* Exercise: Reproduce the data in full, exactly as it appears.

============

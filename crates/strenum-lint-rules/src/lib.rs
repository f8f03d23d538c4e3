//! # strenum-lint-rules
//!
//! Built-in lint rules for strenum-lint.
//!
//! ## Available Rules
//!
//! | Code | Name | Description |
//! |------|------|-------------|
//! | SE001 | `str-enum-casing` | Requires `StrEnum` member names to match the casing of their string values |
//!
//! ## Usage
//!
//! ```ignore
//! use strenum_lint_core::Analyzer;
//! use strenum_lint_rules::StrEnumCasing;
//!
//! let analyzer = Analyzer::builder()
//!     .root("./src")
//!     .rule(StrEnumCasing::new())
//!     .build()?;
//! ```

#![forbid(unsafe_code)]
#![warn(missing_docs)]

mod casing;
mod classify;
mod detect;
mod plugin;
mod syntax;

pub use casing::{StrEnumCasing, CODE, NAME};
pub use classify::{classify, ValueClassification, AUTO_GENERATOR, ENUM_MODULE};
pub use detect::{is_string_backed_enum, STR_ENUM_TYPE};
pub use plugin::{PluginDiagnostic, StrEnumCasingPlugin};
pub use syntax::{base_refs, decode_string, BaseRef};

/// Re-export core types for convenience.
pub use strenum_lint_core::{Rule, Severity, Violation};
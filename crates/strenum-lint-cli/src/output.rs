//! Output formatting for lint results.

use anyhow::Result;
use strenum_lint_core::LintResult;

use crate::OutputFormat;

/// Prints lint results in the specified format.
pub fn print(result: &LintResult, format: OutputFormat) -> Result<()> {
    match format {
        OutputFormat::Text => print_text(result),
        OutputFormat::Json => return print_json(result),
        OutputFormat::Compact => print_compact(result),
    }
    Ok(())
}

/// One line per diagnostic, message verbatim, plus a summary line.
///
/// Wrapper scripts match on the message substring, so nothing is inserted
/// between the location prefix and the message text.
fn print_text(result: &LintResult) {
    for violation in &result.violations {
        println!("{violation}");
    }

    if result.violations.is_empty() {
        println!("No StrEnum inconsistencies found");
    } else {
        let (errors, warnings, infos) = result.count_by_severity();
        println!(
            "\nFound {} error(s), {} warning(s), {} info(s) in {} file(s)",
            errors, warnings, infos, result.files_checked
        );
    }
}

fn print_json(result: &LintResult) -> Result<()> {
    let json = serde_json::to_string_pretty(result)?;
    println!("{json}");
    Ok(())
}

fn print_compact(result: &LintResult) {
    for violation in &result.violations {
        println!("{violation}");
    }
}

============

* Written response:
filename crates/strenum-lint-rules/src/lib.rs
repository f8f03d23d538c4e3
//! # strenum-lint-rules
//!
//! Built-in lint rules for strenum-lint.
//!
//! ## Available Rules
//!
//! | Code | Name | Description |
//! |------|------|-------------|
//! | SE001 | `str-enum-casing` | Requires `StrEnum` member names to match the casing of their string values |
//!
//! ## Usage
//!
//! ```ignore
//! use strenum_lint_core::Analyzer;
//! use strenum_lint_rules::StrEnumCasing;
//!
//! let analyzer = Analyzer::builder()
//!     .root("./src")
//!     .rule(StrEnumCasing::new())
//!     .build()?;
//! ```

#![forbid(unsafe_code)]
#![warn(missing_docs)]

mod casing;
mod classify;
mod detect;
mod plugin;
mod syntax;

pub use casing::{StrEnumCasing, CODE, NAME};
pub use classify::{classify, ValueClassification, AUTO_GENERATOR, ENUM_MODULE};
pub use detect::{is_string_backed_enum, STR_ENUM_TYPE};
pub use plugin::{PluginDiagnostic, StrEnumCasingPlugin};
pub use syntax::{base_refs, decode_string, BaseRef};

/// Re-export core types for convenience.
pub use strenum_lint_core::{Rule, Severity, Violation};
filename crates/strenum-lint-cli/src/output.rs
//! Output formatting for lint results.

use anyhow::Result;
use strenum_lint_core::LintResult;

use crate::OutputFormat;

/// Prints lint results in the specified format.
pub fn print(result: &LintResult, format: OutputFormat) -> Result<()> {
    match format {
        OutputFormat::Text => print_text(result),
        OutputFormat::Json => return print_json(result),
        OutputFormat::Compact => print_compact(result),
    }
    Ok(())
}

/// One line per diagnostic, message verbatim, plus a summary line.
///
/// Wrapper scripts match on the message substring, so nothing is inserted
/// between the location prefix and the message text.
fn print_text(result: &LintResult) {
    for violation in &result.violations {
        println!("{violation}");
    }

    if result.violations.is_empty() {
        println!("No StrEnum inconsistencies found");
    } else {
        let (errors, warnings, infos) = result.count_by_severity();
        println!(
            "\nFound {} error(s), {} warning(s), {} info(s) in {} file(s)",
            errors, warnings, infos, result.files_checked
        );
    }
}

fn print_json(result: &LintResult) -> Result<()> {
    let json = serde_json::to_string_pretty(result)?;
    println!("{json}");
    Ok(())
}

fn print_compact(result: &LintResult) {
    for violation in &result.violations {
        println!("{violation}");
    }
}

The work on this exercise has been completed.